However, others reported real reluctance to engage with healthcare services. One described not attending an appointment at the hospital because of their concerns about the risk of contracting COVID-19, and another delayed help seeking for suspected cancer recurrence:

“I had possible signs of a resurgence of the cancer. I had a lump come up on my neck. And we were already in lockdown at that point … And so I put it off, of course, as we usually do, and seeing if it would go away. But two weeks later it was still there … And it was clear I had to do something because I was tearing myself apart with panic...” (female, 70–79, cancer in remission).

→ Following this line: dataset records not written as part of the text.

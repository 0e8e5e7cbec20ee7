//! Configuration infrastructure
//!
//! Loading and management of scrape/load settings. Both binaries share one
//! config file; the scraper reads the `scraping` section, the loader reads
//! the `loading` and `database` sections.

use std::path::PathBuf;

use anyhow::{Context, Result};
use serde::{Deserialize, Serialize};
use tokio::fs;
use tracing::{info, warn};

/// Complete application configuration
#[derive(Debug, Clone, Serialize, Deserialize)]
pub struct AppConfig {
    /// Scraper settings (categories, pacing, selectors)
    pub scraping: ScrapingConfig,

    /// Loader settings (interchange file, batching)
    pub loading: LoadingConfig,

    /// Destination database settings
    pub database: DatabaseConfig,

    /// Logging configuration
    pub logging: LoggingConfig,
}

/// Scraper settings
#[derive(Debug, Clone, Serialize, Deserialize)]
pub struct ScrapingConfig {
    /// Category listing URLs to paginate through
    pub category_urls: Vec<String>,

    /// Hard cap on pages fetched per category
    pub page_limit: u32,

    /// Pause between page fetches in milliseconds
    pub page_delay_ms: u64,

    /// Pause between categories in milliseconds
    pub category_delay_ms: u64,

    /// Timeout for a single page request in seconds
    pub request_timeout_seconds: u64,

    /// User-Agent header sent with every request
    pub user_agent: String,

    /// Directory the timestamped snapshot is written to
    pub output_dir: PathBuf,

    /// CSS selectors for the listing markup
    pub selectors: ListingSelectors,
}

/// CSS selectors for product listing pages
#[derive(Debug, Clone, Serialize, Deserialize)]
pub struct ListingSelectors {
    /// One product card in the listing grid
    pub product_card: String,

    /// Display name inside a card
    pub name: String,

    /// Price text inside a card
    pub price: String,

    /// Product image inside a card (first match wins)
    pub image: String,

    /// Marker element present only on sold-out cards
    pub sold_out_badge: String,

    /// Attribute on the card carrying the SKU
    pub sku_attribute: String,
}

/// Loader settings
#[derive(Debug, Clone, Serialize, Deserialize)]
pub struct LoadingConfig {
    /// Interchange file the loader reads
    pub input_file: PathBuf,

    /// Rows per upsert batch
    pub batch_size: usize,
}

/// Destination database settings
#[derive(Debug, Clone, Serialize, Deserialize)]
pub struct DatabaseConfig {
    /// SQLite database file
    pub path: PathBuf,

    /// Pool size; the loader only ever uses one connection
    pub max_connections: u32,
}

impl DatabaseConfig {
    /// Connection URL for sqlx
    pub fn database_url(&self) -> String {
        format!("sqlite:{}", self.path.display())
    }
}

/// Logging configuration settings
#[derive(Debug, Clone, Serialize, Deserialize)]
pub struct LoggingConfig {
    /// Log level: "error", "warn", "info", "debug", "trace"
    pub level: String,

    /// Enable console output
    pub console_output: bool,

    /// Enable file output
    pub file_output: bool,
}

impl Default for AppConfig {
    fn default() -> Self {
        Self {
            scraping: ScrapingConfig::default(),
            loading: LoadingConfig::default(),
            database: DatabaseConfig::default(),
            logging: LoggingConfig::default(),
        }
    }
}

impl Default for ScrapingConfig {
    fn default() -> Self {
        Self {
            category_urls: storefront::default_category_urls(),
            page_limit: defaults::PAGE_LIMIT,
            page_delay_ms: defaults::PAGE_DELAY_MS,
            category_delay_ms: defaults::CATEGORY_DELAY_MS,
            request_timeout_seconds: defaults::REQUEST_TIMEOUT_SECONDS,
            user_agent: defaults::USER_AGENT.to_string(),
            output_dir: PathBuf::from(defaults::OUTPUT_DIR),
            selectors: ListingSelectors::default(),
        }
    }
}

impl Default for ListingSelectors {
    fn default() -> Self {
        Self {
            product_card: defaults::SELECTOR_PRODUCT_CARD.to_string(),
            name: defaults::SELECTOR_NAME.to_string(),
            price: defaults::SELECTOR_PRICE.to_string(),
            image: defaults::SELECTOR_IMAGE.to_string(),
            sold_out_badge: defaults::SELECTOR_SOLD_OUT_BADGE.to_string(),
            sku_attribute: defaults::SKU_ATTRIBUTE.to_string(),
        }
    }
}

impl Default for LoadingConfig {
    fn default() -> Self {
        Self {
            input_file: PathBuf::from(defaults::INPUT_FILE),
            batch_size: defaults::DB_BATCH_SIZE,
        }
    }
}

impl Default for DatabaseConfig {
    fn default() -> Self {
        Self {
            path: PathBuf::from(defaults::DATABASE_FILE),
            max_connections: defaults::MAX_DB_CONNECTIONS,
        }
    }
}

impl Default for LoggingConfig {
    fn default() -> Self {
        Self {
            level: defaults::LOG_LEVEL.to_string(),
            console_output: defaults::LOG_CONSOLE_OUTPUT,
            file_output: defaults::LOG_FILE_OUTPUT,
        }
    }
}

/// Configuration manager for loading and saving settings
pub struct ConfigManager {
    pub config_path: PathBuf,
}

impl ConfigManager {
    /// Get the application configuration directory
    pub fn get_config_dir() -> Result<PathBuf> {
        let config_dir = dirs::config_dir()
            .context("Failed to get user config directory")?
            .join("shop-harvest");

        Ok(config_dir)
    }

    /// Get application data directory (log files live under here)
    pub fn get_app_data_dir() -> Result<PathBuf> {
        let data_dir = dirs::data_local_dir()
            .context("Failed to get user data directory")?
            .join("shop-harvest");

        Ok(data_dir)
    }

    /// Create a manager pointing at the default config location
    pub fn new() -> Result<Self> {
        let config_path = Self::get_config_dir()?.join("config.json");
        Ok(Self { config_path })
    }

    /// Create a manager pointing at an explicit config file
    pub fn with_path(config_path: PathBuf) -> Self {
        Self { config_path }
    }

    /// Load configuration from file, creating the default if it doesn't exist.
    /// An unreadable or unparsable file falls back to defaults with a warning
    /// instead of stopping a batch run.
    pub async fn load_config(&self) -> Result<AppConfig> {
        if !self.config_path.exists() {
            info!("Configuration file not found, creating default: {:?}", self.config_path);
            let default_config = AppConfig::default();
            self.save_config(&default_config).await?;
            return Ok(default_config);
        }

        let content = fs::read_to_string(&self.config_path)
            .await
            .context("Failed to read configuration file")?;

        match serde_json::from_str::<AppConfig>(&content) {
            Ok(config) => {
                info!("Loaded configuration from: {:?}", self.config_path);
                Ok(config)
            }
            Err(parse_error) => {
                warn!("⚠️  Configuration file could not be parsed: {parse_error}");
                warn!("⚠️  Continuing with default configuration");
                Ok(AppConfig::default())
            }
        }
    }

    /// Save configuration, creating the parent directory on first use
    pub async fn save_config(&self, config: &AppConfig) -> Result<()> {
        if let Some(config_dir) = self.config_path.parent() {
            if !config_dir.exists() {
                fs::create_dir_all(config_dir)
                    .await
                    .context("Failed to create config directory")?;
                info!("📁 Created configuration directory: {:?}", config_dir);
            }
        }

        let content =
            serde_json::to_string_pretty(config).context("Failed to serialize configuration")?;
        fs::write(&self.config_path, content)
            .await
            .context("Failed to write configuration file")?;

        Ok(())
    }
}

/// Storefront URLs and pagination layout
pub mod storefront {
    /// Base URL of the source shop
    pub const BASE_URL: &str = "https://shop.example.com";

    /// Category slugs crawled by default. The slug (minus ".html" once in
    /// URL form) doubles as the category label.
    pub const CATEGORY_SLUGS: &[&str] = &["shirts", "trousers", "accessories"];

    /// Listing URL for one category slug.
    pub fn category_url(slug: &str) -> String {
        format!("{BASE_URL}/collections/{slug}.html")
    }

    /// Category listing URLs crawled by default.
    pub fn default_category_urls() -> Vec<String> {
        CATEGORY_SLUGS.iter().copied().map(category_url).collect()
    }

    /// Build the URL for one listing page. Pagination is a plain `p` query
    /// parameter counted from 1; page 1 is requested explicitly.
    pub fn page_url(category_url: &str, page: u32) -> String {
        format!("{category_url}?p={page}")
    }
}

/// Default configuration values
pub mod defaults {
    /// Hard cap on pages fetched per category
    pub const PAGE_LIMIT: u32 = 20;

    /// Default pause between page fetches in milliseconds
    pub const PAGE_DELAY_MS: u64 = 2000;

    /// Default pause between categories in milliseconds
    pub const CATEGORY_DELAY_MS: u64 = 5000;

    /// Default request timeout in seconds
    pub const REQUEST_TIMEOUT_SECONDS: u64 = 30;

    /// Default User-Agent header
    pub const USER_AGENT: &str =
        "Mozilla/5.0 (Windows NT 10.0; Win64; x64) AppleWebKit/537.36 (KHTML, like Gecko) Chrome/120.0.0.0 Safari/537.36";

    /// Default snapshot output directory (current working directory)
    pub const OUTPUT_DIR: &str = ".";

    /// Default batch size for database operations
    pub const DB_BATCH_SIZE: usize = 100;

    /// Default connection pool cap
    pub const MAX_DB_CONNECTIONS: u32 = 10;

    /// Interchange file the loader reads by default
    pub const INPUT_FILE: &str = "extracted_products.json";

    /// Default SQLite database file
    pub const DATABASE_FILE: &str = "products.db";

    /// Default log level
    pub const LOG_LEVEL: &str = "info";

    /// Default console output
    pub const LOG_CONSOLE_OUTPUT: bool = true;

    /// Default file output
    pub const LOG_FILE_OUTPUT: bool = true;

    // Listing selectors for the storefront theme
    /// One product card
    pub const SELECTOR_PRODUCT_CARD: &str = "div.t4s-product";

    /// Display name inside a card
    pub const SELECTOR_NAME: &str = ".t4s-product-title";

    /// Price text inside a card
    pub const SELECTOR_PRICE: &str = "div.t4s-product-price";

    /// Product image inside a card
    pub const SELECTOR_IMAGE: &str = "img";

    /// Sold-out badge element
    pub const SELECTOR_SOLD_OUT_BADGE: &str = ".t4s-badge-soldout";

    /// Card attribute carrying the SKU
    pub const SKU_ATTRIBUTE: &str = "data-sku";
}

#[cfg(test)]
mod tests {
    use super::*;
    use tempfile::TempDir;

    #[test]
    fn defaults_cover_the_documented_limits() {
        let config = AppConfig::default();
        assert_eq!(config.scraping.page_limit, 20);
        assert_eq!(config.loading.batch_size, 100);
        assert_eq!(config.database.max_connections, 10);
        assert_eq!(config.loading.input_file, PathBuf::from("extracted_products.json"));
        assert!(!config.scraping.category_urls.is_empty());
    }

    #[test]
    fn page_urls_count_from_one() {
        let url = storefront::page_url("https://shop.example.com/collections/shirts.html", 1);
        assert_eq!(url, "https://shop.example.com/collections/shirts.html?p=1");

        let url = storefront::page_url("https://shop.example.com/collections/shirts.html", 7);
        assert_eq!(url, "https://shop.example.com/collections/shirts.html?p=7");
    }

    #[test]
    fn default_category_urls_hang_off_the_base_url() {
        let urls = storefront::default_category_urls();
        assert_eq!(urls.len(), storefront::CATEGORY_SLUGS.len());
        for url in &urls {
            assert!(url.starts_with(storefront::BASE_URL));
            assert!(url.ends_with(".html"));
        }
        assert_eq!(urls[0], "https://shop.example.com/collections/shirts.html");
    }

    #[tokio::test]
    async fn load_config_creates_default_file_on_first_run() {
        let temp_dir = TempDir::new().unwrap();
        let manager = ConfigManager::with_path(temp_dir.path().join("config.json"));

        let config = manager.load_config().await.unwrap();
        assert_eq!(config.scraping.page_limit, 20);
        assert!(manager.config_path.exists());
    }

    #[tokio::test]
    async fn saved_config_round_trips() {
        let temp_dir = TempDir::new().unwrap();
        let manager = ConfigManager::with_path(temp_dir.path().join("config.json"));

        let mut config = AppConfig::default();
        config.scraping.page_limit = 5;
        config.scraping.category_urls = vec!["https://shop.example.com/c/sale.html".to_string()];
        manager.save_config(&config).await.unwrap();

        let loaded = manager.load_config().await.unwrap();
        assert_eq!(loaded.scraping.page_limit, 5);
        assert_eq!(loaded.scraping.category_urls.len(), 1);
    }

    #[tokio::test]
    async fn unparsable_config_falls_back_to_defaults() {
        let temp_dir = TempDir::new().unwrap();
        let config_path = temp_dir.path().join("config.json");
        tokio::fs::write(&config_path, "{ not json").await.unwrap();

        let manager = ConfigManager::with_path(config_path);
        let config = manager.load_config().await.unwrap();
        assert_eq!(config.scraping.page_limit, 20);
    }

    #[derive(Clone, Default)]
    struct MemoryWriter(std::sync::Arc<std::sync::Mutex<Vec<u8>>>);

    impl MemoryWriter {
        fn contents(&self) -> String {
            String::from_utf8_lossy(&self.0.lock().unwrap()).into_owned()
        }
    }

    impl std::io::Write for MemoryWriter {
        fn write(&mut self, buf: &[u8]) -> std::io::Result<usize> {
            self.0.lock().unwrap().extend_from_slice(buf);
            Ok(buf.len())
        }

        fn flush(&mut self) -> std::io::Result<()> {
            Ok(())
        }
    }

    impl<'a> tracing_subscriber::fmt::MakeWriter<'a> for MemoryWriter {
        type Writer = MemoryWriter;

        fn make_writer(&'a self) -> MemoryWriter {
            self.clone()
        }
    }

    // The binaries give load_config a bootstrap subscriber; its first-run
    // notice must come through rather than be dropped pre-init.
    #[tokio::test]
    async fn first_run_notice_reaches_a_bootstrap_subscriber() {
        use tracing::instrument::WithSubscriber;

        let temp_dir = TempDir::new().unwrap();
        let manager = ConfigManager::with_path(temp_dir.path().join("config.json"));

        let writer = MemoryWriter::default();
        let subscriber = tracing_subscriber::fmt()
            .with_writer(writer.clone())
            .with_ansi(false)
            .finish();
        manager.load_config().with_subscriber(subscriber).await.unwrap();

        assert!(writer.contents().contains("Configuration file not found, creating default"));
    }
}
// Database connection and pool management
// This module handles SQLite database connections using sqlx

use std::path::Path;

use anyhow::Result;
use sqlx::{SqlitePool, sqlite::SqlitePoolOptions};
use tracing::info;

pub struct DatabaseConnection {
    pool: SqlitePool,
}

impl DatabaseConnection {
    /// Open a pool against the given database URL, creating the database
    /// file and its parent directory when they do not exist yet.
    pub async fn new(database_url: &str, max_connections: u32) -> Result<Self> {
        let db_path = if database_url.starts_with("sqlite://") {
            database_url.trim_start_matches("sqlite://")
        } else if database_url.starts_with("sqlite:") {
            database_url.trim_start_matches("sqlite:")
        } else {
            database_url
        };

        if let Some(parent) = Path::new(db_path).parent() {
            if !parent.as_os_str().is_empty() {
                tokio::fs::create_dir_all(parent).await?;
            }
        }

        if !Path::new(db_path).exists() {
            std::fs::File::create(db_path)?;
        }

        let pool = SqlitePoolOptions::new()
            .max_connections(max_connections)
            .connect(database_url)
            .await?;

        info!("Connected to SQLite!");
        Ok(Self { pool })
    }

    pub fn pool(&self) -> &SqlitePool {
        &self.pool
    }

    /// Create the products table if it is missing so a first run against a
    /// fresh database file works.
    pub async fn migrate(&self) -> Result<()> {
        let create_products_sql = r#"
            CREATE TABLE IF NOT EXISTS products (
                product_sku TEXT PRIMARY KEY,
                product_name TEXT NOT NULL,
                category TEXT NOT NULL,
                price REAL NOT NULL,
                description TEXT NOT NULL,
                availability_status TEXT NOT NULL,
                product_images TEXT NOT NULL,
                additional_attributes TEXT NOT NULL,
                last_updated DATETIME NOT NULL DEFAULT CURRENT_TIMESTAMP
            )
        "#;

        sqlx::query(create_products_sql).execute(&self.pool).await?;

        Ok(())
    }

    /// Close the pool, releasing the underlying connections.
    pub async fn close(&self) {
        self.pool.close().await;
    }
}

Postponement of non-essential treatments

Some participants had non-essential treatments or appointments postponed. Some were in agreement with this decision, while others experienced disappointment (despite understanding the necessity of it):

“I should have seen my neurologist in January … but that got cancelled. I contacted [the hospital] and got an answer phone, then I was told that the neurologist would be getting in touch and she never was …. A bit disappointed and I do feel like I think what I’ve got is a pretty serious condition, but it’s obviously regarded as not that important at the moment … but I can understand why” (male, 60–69, neurological condition).

“I was supposed to have a surgical review with a view to having surgery this year, but obviously that’s all stopped. The review was cancelled. Surgery will not be any time soon. It can wait, but it’s also something that’s disappointing. But I do understand that there will be a massive backlog now and there are many more urgent things that need sorting” (female, 40–49, respiratory condition).

Threat of disruption to cancer treatments created stress and anxiety

Participants undergoing cancer treatment spoke about the stress and anxiety caused by threat of disruption to treatment. One participant was undergoing chemotherapy with curative intent:

“There was a bit of stress at some point because … [the oncologist] was hinting, basically, that potentially they would have to cut my treatment short to a degree … I guess the consequence of that is that you increase the risk of things coming back and all that, so it wasn’t ideal. But 15 days later, when I went back for my next cycle, that was out of the window and things have improved in [the hospital]” (male, 30–39, cancer).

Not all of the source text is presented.